A great post over on Artemia, a University of British Columbia blog, from Jessi Lehman, reflecting on listening to the LIDO online undersea sound streams. Go read the whole thing for sure!
A teaser:
…These ocean observatory networks are about science and whale conservation but also about industry, development, and geopolitics.
But I want to come back to the experience of listening. What is it, exactly, that we hear? Mostly just faint static, like the sound of rain falling. Mostly I find myself listening in apprehension, for what could be there. Some would call this kind of undersea listening remote sensing, but it feels more like interspecies or even otherworldly eavesdropping. To be honest, it feels a bit weird. And it’s not just that I’m so far from the ocean, in a place dry and hot and decidedly un-marine. I can’t say that I understand the undersea environment better by listening to these sounds (though I can’t preclude the possibility that on some level I do). Mostly I am made aware that this is a world I don’t know, can’t know, and can only access thanks to complex technological mediations – and even then only marginally. This makes the experience of listening even stranger.
French philosopher Jean-Luc Nancy writes “to be listening is always to be on the edge of meaning”…
Quite of few of the posters on Artemia seem to be giving a lot of consideration to sound. Of special note is this project preview from a student who’s right now on the central coast of British Columbia aiming to bring some of Steve Feld’s ideas about acoustemology into the underwater world of cetacean sound-making:
My project puts the concept to work at a whale research laboratory, Cetacea Lab, located on a remote island in Caamaano Sound, Northern, BC. Through a seven-week fieldwork residency (August- September 2012), I hope provoke thoughts on how broader knowledges relate to sustained acts of whale listening. In particular, I will pursue two questions 1. how work in acoustemology, hitherto focused on Indigenous encounters in the developing world, can be challenged and extended by an outdoor laboratory science setting, (Feld, 1996, 2003; Daniels, 2008; Maxwell, 2008; Ramnarine, 2009); 2. to understand how Cetacea Lab’s activities produce an acoustemology of Caamano Sound and its environs.

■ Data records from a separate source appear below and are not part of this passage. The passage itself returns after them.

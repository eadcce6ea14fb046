//! Matched round-trip trades derived from legs.

use super::snapshot::{PositionSide, WalletId};
use chrono::{DateTime, Utc};

#[derive(Debug, Clone, PartialEq)]
pub struct AggregatedTrade {
    pub wallet_id: WalletId,
    pub symbol: String,
    pub side: PositionSide,
    pub size: f64,
    pub avg_entry_price: f64,
    pub avg_exit_price: f64,
    pub total_pnl: f64,
    pub fees: f64,
    pub leverage: Option<f64>,
    pub equity_used: Option<f64>,
    pub strategy_id: Option<i64>,
    pub fill_count: u32,
    /// Closing-leg timestamp; part of the natural key.
    pub timestamp: DateTime<Utc>,
    /// Opening-leg timestamp, used to locate the lifecycle row to close.
    pub opened_at: DateTime<Utc>,
}

impl AggregatedTrade {
    /// Key of the trade within its wallet.
    pub fn natural_key(&self) -> (DateTime<Utc>, &str) {
        (self.timestamp, self.symbol.as_str())
    }

    pub fn needs_leverage(&self) -> bool {
        self.leverage.is_none() || self.equity_used.is_none()
    }

    pub fn is_win(&self) -> bool {
        self.total_pnl > 0.0
    }
}

/// Gross round-trip P&L before fees.
pub fn gross_pnl(side: PositionSide, entry: f64, exit: f64, size: f64) -> f64 {
    match side {
        PositionSide::Long => (exit - entry) * size,
        PositionSide::Short => (entry - exit) * size,
    }
}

The central actors of the pilot study are the scientists who conduct Cetacea Lab’s activities. Since 2001, Cetacea Lab scientists have been monitoring whale activity through a network of radio-linked hydrophones, remote observation, and boat-based surveys. Every summer, their efforts are supplemented by two groups of volunteers (5-7 per group), who live at Cetacea Lab for 6-8 week periods (May-July; late July-September). These volunteers provide crucial support for the monitoring activities required during ‘peak’ times of cetacean activity: In late summer especially, Caamano Sound, and neighbouring Campania Sound and Whale Channel play host to an array of migratory and resident fin, humpback, and killer whales variously involved in annual mating, feeding, and socializing… (Ford et al, 1989, 2007). Hearing all the complex sonic activity generated by these creatures is perhaps the most pronounced feature of daily life at Cetacea Lab…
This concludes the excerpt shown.